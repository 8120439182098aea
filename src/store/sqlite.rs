//! SQLite Store
//!
//! Relational backend on a local database file. Each call opens its own
//! connection inside `spawn_blocking`, so no handle is shared between tasks.

use async_trait::async_trait;
use rusqlite::{params, Connection, OptionalExtension};
use std::path::{Path, PathBuf};
use tokio::task;

use super::{Collection, FileIndex, FileRecord, ListStore, RemoveTarget};
use crate::error::{BotError, BotResult};

#[derive(Clone)]
pub struct SqliteStore {
    db_path: PathBuf,
}

impl SqliteStore {
    pub async fn new(db_path: impl AsRef<Path>) -> BotResult<Self> {
        let path = db_path.as_ref().to_path_buf();
        let path_clone = path.clone();

        task::spawn_blocking(move || {
            if let Some(parent) = path_clone.parent().filter(|p| !p.as_os_str().is_empty()) {
                std::fs::create_dir_all(parent)?;
            }
            let conn = Connection::open(&path_clone)?;

            for collection in Collection::ALL {
                conn.execute(
                    &format!(
                        "CREATE TABLE IF NOT EXISTS {} (
                            id INTEGER PRIMARY KEY AUTOINCREMENT,
                            {} TEXT NOT NULL
                        );",
                        collection.table(),
                        collection.column()
                    ),
                    [],
                )?;
            }

            conn.execute(
                r#"
                CREATE TABLE IF NOT EXISTS Files (
                    id INTEGER PRIMARY KEY AUTOINCREMENT,
                    url TEXT NOT NULL,
                    description TEXT NOT NULL,
                    channel_id TEXT NOT NULL,
                    interaction_id TEXT NOT NULL
                );
                "#,
                [],
            )?;

            Ok::<_, anyhow::Error>(())
        })
        .await
        .map_err(BotError::backend)?
        .map_err(BotError::backend)?;

        Ok(Self { db_path: path })
    }

    /// Run a blocking closure against a fresh connection
    async fn with_conn<T, F>(&self, f: F) -> BotResult<T>
    where
        T: Send + 'static,
        F: FnOnce(&mut Connection) -> rusqlite::Result<T> + Send + 'static,
    {
        let path = self.db_path.clone();
        task::spawn_blocking(move || {
            let mut conn = Connection::open(&path)?;
            f(&mut conn)
        })
        .await
        .map_err(BotError::backend)?
        .map_err(BotError::backend)
    }
}

#[async_trait]
impl ListStore for SqliteStore {
    async fn add(&self, collection: Collection, entry: &str) -> BotResult<()> {
        let entry = entry.to_string();
        self.with_conn(move |conn| {
            conn.execute(
                &format!("INSERT INTO {} ({}) VALUES (?1)", collection.table(), collection.column()),
                params![&entry],
            )?;
            Ok(())
        })
        .await
    }

    async fn list(&self, collection: Collection) -> BotResult<Vec<String>> {
        self.with_conn(move |conn| {
            let mut stmt = conn.prepare(&format!(
                "SELECT {} FROM {} ORDER BY id ASC",
                collection.column(),
                collection.table()
            ))?;
            let rows = stmt.query_map([], |row| row.get::<_, String>(0))?;
            rows.collect()
        })
        .await
    }

    async fn remove(&self, collection: Collection, entry: &str) -> BotResult<()> {
        let target = match RemoveTarget::parse(entry) {
            RemoveTarget::All => None,
            RemoveTarget::Exact(text) => Some(text.to_string()),
        };

        self.with_conn(move |conn| {
            match target {
                None => {
                    conn.execute(&format!("DELETE FROM {}", collection.table()), [])?;
                }
                Some(text) => {
                    let tx = conn.transaction()?;
                    let oldest: Option<i64> = tx
                        .query_row(
                            &format!(
                                "SELECT id FROM {} WHERE {} = ?1 ORDER BY id ASC LIMIT 1",
                                collection.table(),
                                collection.column()
                            ),
                            params![&text],
                            |row| row.get(0),
                        )
                        .optional()?;

                    if let Some(id) = oldest {
                        tx.execute(
                            &format!("DELETE FROM {} WHERE id = ?1", collection.table()),
                            params![id],
                        )?;
                    }
                    tx.commit()?;
                }
            }
            Ok(())
        })
        .await
    }
}

#[async_trait]
impl FileIndex for SqliteStore {
    async fn save(&self, record: FileRecord) -> BotResult<()> {
        self.with_conn(move |conn| {
            conn.execute(
                "INSERT INTO Files (url, description, channel_id, interaction_id) VALUES (?1, ?2, ?3, ?4)",
                params![&record.url, &record.description, &record.origin_channel, &record.origin_interaction],
            )?;
            Ok(())
        })
        .await
    }

    // SQLite LIKE only folds ASCII case; matching happens on our side
    async fn find(&self, keyword: &str) -> BotResult<Vec<FileRecord>> {
        let records = self
            .with_conn(|conn| {
                let mut stmt = conn.prepare(
                    "SELECT url, description, channel_id, interaction_id
                     FROM Files
                     ORDER BY id ASC",
                )?;
                let rows = stmt.query_map([], |row| {
                    Ok(FileRecord {
                        url: row.get(0)?,
                        description: row.get(1)?,
                        origin_channel: row.get(2)?,
                        origin_interaction: row.get(3)?,
                    })
                })?;
                rows.collect::<rusqlite::Result<Vec<_>>>()
            })
            .await?;

        Ok(records.into_iter().filter(|r| r.matches(keyword)).collect())
    }
}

####

## WHAT YOU SHOULD DO
Within the entries above, count each line holding the string "EXISTS". Give only the result.

## RESPONSE TO THIS EXERCISE
2